WORK INSTRUCTION> Using the data below, gather each line that includes the word "OptimizationStatus".

======== GIVEN ENTRIES

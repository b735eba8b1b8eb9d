//! Conflict → optimization linker integration tests against a local
//! MongoDB: detection storage, recurrence counting, cross-sync, approval.

use std::collections::HashMap;
use std::sync::Arc;

use chrono::Utc;
use uuid::Uuid;

use seonoc_common::types::*;
use seonoc_graph::testutil::{entry, main_entry, with_keyword, with_path};
use seonoc_graph::tiers::compute_tiers;
use seonoc_graph::{detect_conflicts, DetectedConflict};
use seonoc_linker::ConflictLinker;
use seonoc_notify::{NoopChat, NoopEmail, NotificationRouter};
use seonoc_store::{indexes, StoreClient};
use seonoc_templates::TemplateStore;

struct Harness {
    store: StoreClient,
    linker: ConflictLinker,
    network_id: String,
}

async fn harness() -> Harness {
    let db_name = format!("seonoc_test_{}", Uuid::new_v4().simple());
    let store = StoreClient::connect("mongodb://localhost:27017", &db_name)
        .await
        .expect("MongoDB must be running on localhost to run ignored tests");
    indexes::ensure_indexes(&store).await.unwrap();

    let brand = Brand {
        id: "brand-1".to_string(),
        name: "Acme".to_string(),
        created_at: Utc::now(),
    };
    store.brands().insert(&brand).await.unwrap();
    let network = SeoNetwork {
        id: "net-1".to_string(),
        brand_id: brand.id.clone(),
        name: "Net-1".to_string(),
        status: "active".to_string(),
        visibility_mode: VisibilityMode::BrandBased,
        manager_ids: vec![],
        created_by: "u1".to_string(),
        created_at: Utc::now(),
        updated_at: Utc::now(),
    };
    store.networks().insert(&network).await.unwrap();

    let templates = Arc::new(TemplateStore::new(store.templates()));
    let router = Arc::new(NotificationRouter::new(
        store.clone(),
        templates,
        Arc::new(NoopChat::default()),
        Arc::new(NoopEmail::default()),
    ));
    let linker = ConflictLinker::new(store.clone(), router);
    Harness {
        store,
        linker,
        network_id: network.id,
    }
}

fn domains() -> HashMap<String, String> {
    [
        ("d0".to_string(), "money.com".to_string()),
        ("d1".to_string(), "support.com".to_string()),
    ]
    .into()
}

fn cannibalized_entries(blog2_id: &str) -> Vec<StructureEntry> {
    vec![
        main_entry("m", "net-1", "d0"),
        with_keyword(
            with_path(entry("blog", "net-1", "d1", Some("m")), "/blog"),
            "slot bonus",
        ),
        with_keyword(
            with_path(entry(blog2_id, "net-1", "d1", Some("m")), "/blog2"),
            "slot bonus",
        ),
    ]
}

fn detect(entries: &[StructureEntry]) -> Vec<DetectedConflict> {
    let tiers = compute_tiers(entries);
    detect_conflicts(entries, &domains(), &tiers)
}

fn actor() -> ActorRef {
    ActorRef {
        user_id: "admin".to_string(),
        email: "admin@example.com".to_string(),
        display_name: "Admin".to_string(),
    }
}

/// A detected keyword cannibalization becomes a stored conflict under
/// review with a linked conflict-resolution optimization.
#[tokio::test]
#[ignore = "requires MongoDB running on localhost"]
async fn detection_creates_conflict_and_linked_optimization() {
    let h = harness().await;
    let entries = cannibalized_entries("blog2");
    let detected = detect(&entries);
    let cannibalization: Vec<_> = detected
        .iter()
        .filter(|c| c.conflict_type == ConflictType::KeywordCannibalization)
        .cloned()
        .collect();
    assert_eq!(cannibalization.len(), 1);

    let summary = h
        .linker
        .process_detections(&h.network_id, &cannibalization)
        .await
        .unwrap();
    assert_eq!(summary.new_conflicts, 1);
    assert_eq!(summary.optimizations_created, 1);

    let conflicts = h.store.conflicts().find_by_network(&h.network_id).await.unwrap();
    assert_eq!(conflicts.len(), 1);
    let conflict = &conflicts[0];
    assert_eq!(conflict.conflict_type, ConflictType::KeywordCannibalization);
    assert_eq!(conflict.severity, Severity::High);
    assert_eq!(conflict.status, ConflictStatus::UnderReview);
    assert!(conflict.is_active);
    assert_eq!(conflict.recurrence_count, 0);

    let optimization = h
        .store
        .optimizations()
        .find_by_id(conflict.optimization_id.as_deref().unwrap())
        .await
        .unwrap()
        .unwrap();
    assert_eq!(optimization.title, "[Conflict Resolution] Keyword Cannibalization");
    assert_eq!(optimization.activity_type, "conflict_resolution");
    assert_eq!(optimization.priority, Some(Severity::High));
    assert_eq!(optimization.linked_conflict_id.as_deref(), Some(conflict.id.as_str()));
    assert_eq!(optimization.status, OptimizationStatus::Planned);
    assert_eq!(optimization.expected_impact, vec![ExpectedImpact::Authority]);
}

/// Re-running detection on an unchanged network is idempotent: same
/// fingerprints, no new conflicts.
#[tokio::test]
#[ignore = "requires MongoDB running on localhost"]
async fn repeated_detection_is_idempotent() {
    let h = harness().await;
    let entries = cannibalized_entries("blog2");

    let first = detect(&entries);
    let second = detect(&entries);
    assert_eq!(first.len(), second.len());

    h.linker.process_detections(&h.network_id, &first).await.unwrap();
    let summary = h.linker.process_detections(&h.network_id, &second).await.unwrap();
    assert_eq!(summary.new_conflicts, 0);
    assert_eq!(summary.recurring_conflicts, 0);

    let conflicts = h.store.conflicts().find_by_network(&h.network_id).await.unwrap();
    assert_eq!(conflicts.len(), first.len());
}

/// Completing the optimization resolves the conflict; completing again is
/// a no-op; a structurally identical re-detection after a delete/re-create
/// counts exactly one recurrence.
#[tokio::test]
#[ignore = "requires MongoDB running on localhost"]
async fn resolution_and_recurrence_flow() {
    let h = harness().await;
    let detected: Vec<_> = detect(&cannibalized_entries("blog2"))
        .into_iter()
        .filter(|c| c.conflict_type == ConflictType::KeywordCannibalization)
        .collect();
    h.linker.process_detections(&h.network_id, &detected).await.unwrap();

    let conflict = h.store.conflicts().find_by_network(&h.network_id).await.unwrap()[0].clone();
    let optimization = h
        .store
        .optimizations()
        .find_by_id(conflict.optimization_id.as_deref().unwrap())
        .await
        .unwrap()
        .unwrap();

    // Complete the optimization → conflict resolved and deactivated.
    h.linker
        .on_optimization_status_changed(&optimization, OptimizationStatus::Completed, &actor())
        .await
        .unwrap();
    let resolved = h.store.conflicts().find_by_id(&conflict.id).await.unwrap().unwrap();
    assert_eq!(resolved.status, ConflictStatus::Resolved);
    assert!(!resolved.is_active);
    assert!(resolved.resolved_at.is_some());

    // Resolving twice is a no-op.
    h.linker
        .on_optimization_status_changed(&optimization, OptimizationStatus::Completed, &actor())
        .await
        .unwrap();
    let still = h.store.conflicts().find_by_id(&conflict.id).await.unwrap().unwrap();
    assert_eq!(still.recurrence_count, resolved.recurrence_count);
    assert_eq!(still.status, ConflictStatus::Resolved);

    // Delete blog2 and re-add it under a new entry id: the structural
    // fingerprint is identical, so this is recurrence #1.
    let re_detected: Vec<_> = detect(&cannibalized_entries("blog2-reborn"))
        .into_iter()
        .filter(|c| c.conflict_type == ConflictType::KeywordCannibalization)
        .collect();
    let summary = h
        .linker
        .process_detections(&h.network_id, &re_detected)
        .await
        .unwrap();
    assert_eq!(summary.recurring_conflicts, 1);
    assert_eq!(summary.new_conflicts, 0);

    let recurred = h.store.conflicts().find_by_id(&conflict.id).await.unwrap().unwrap();
    assert_eq!(recurred.recurrence_count, 1);
    assert_eq!(recurred.status, ConflictStatus::UnderReview); // fresh optimization linked
    assert!(recurred.is_active);
    assert!(recurred.last_recurrence_at.is_some());

    let fresh_opt = h
        .store
        .optimizations()
        .find_by_id(recurred.optimization_id.as_deref().unwrap())
        .await
        .unwrap()
        .unwrap();
    assert_ne!(fresh_opt.id, optimization.id);
    assert!(fresh_opt.title.contains("[RECURRING #1]"), "{}", fresh_opt.title);
}

/// Super-admin approval deactivates the conflict, resets the recurrence
/// counter and auto-completes the linked optimization.
#[tokio::test]
#[ignore = "requires MongoDB running on localhost"]
async fn approval_resets_and_completes() {
    let h = harness().await;
    let detected: Vec<_> = detect(&cannibalized_entries("blog2"))
        .into_iter()
        .filter(|c| c.conflict_type == ConflictType::KeywordCannibalization)
        .collect();
    h.linker.process_detections(&h.network_id, &detected).await.unwrap();
    let conflict = h.store.conflicts().find_by_network(&h.network_id).await.unwrap()[0].clone();

    h.linker.approve_conflict(&conflict.id, &actor()).await.unwrap();

    let approved = h.store.conflicts().find_by_id(&conflict.id).await.unwrap().unwrap();
    assert_eq!(approved.status, ConflictStatus::Approved);
    assert!(!approved.is_active);
    assert_eq!(approved.recurrence_count, 0);

    let optimization = h
        .store
        .optimizations()
        .find_by_id(conflict.optimization_id.as_deref().unwrap())
        .await
        .unwrap()
        .unwrap();
    assert_eq!(optimization.status, OptimizationStatus::Completed);
}

/// Deleting the linked optimization reverts the conflict to `detected`
/// with no optimization attached.
#[tokio::test]
#[ignore = "requires MongoDB running on localhost"]
async fn optimization_delete_unlinks_conflict() {
    let h = harness().await;
    let detected: Vec<_> = detect(&cannibalized_entries("blog2"))
        .into_iter()
        .filter(|c| c.conflict_type == ConflictType::KeywordCannibalization)
        .collect();
    h.linker.process_detections(&h.network_id, &detected).await.unwrap();
    let conflict = h.store.conflicts().find_by_network(&h.network_id).await.unwrap()[0].clone();
    let optimization_id = conflict.optimization_id.clone().unwrap();

    h.linker.unlink_on_optimization_delete(&optimization_id).await.unwrap();
    h.store.optimizations().delete(&optimization_id).await.unwrap();

    let unlinked = h.store.conflicts().find_by_id(&conflict.id).await.unwrap().unwrap();
    assert_eq!(unlinked.status, ConflictStatus::Detected);
    assert!(unlinked.optimization_id.is_none());
    assert!(unlinked.is_active);
}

================

PROBLEM SOLUTION>
    assert_eq!(optimization.status, OptimizationStatus::Planned);
        .on_optimization_status_changed(&optimization, OptimizationStatus::Completed, &actor())
        .on_optimization_status_changed(&optimization, OptimizationStatus::Completed, &actor())
    assert_eq!(optimization.status, OptimizationStatus::Completed);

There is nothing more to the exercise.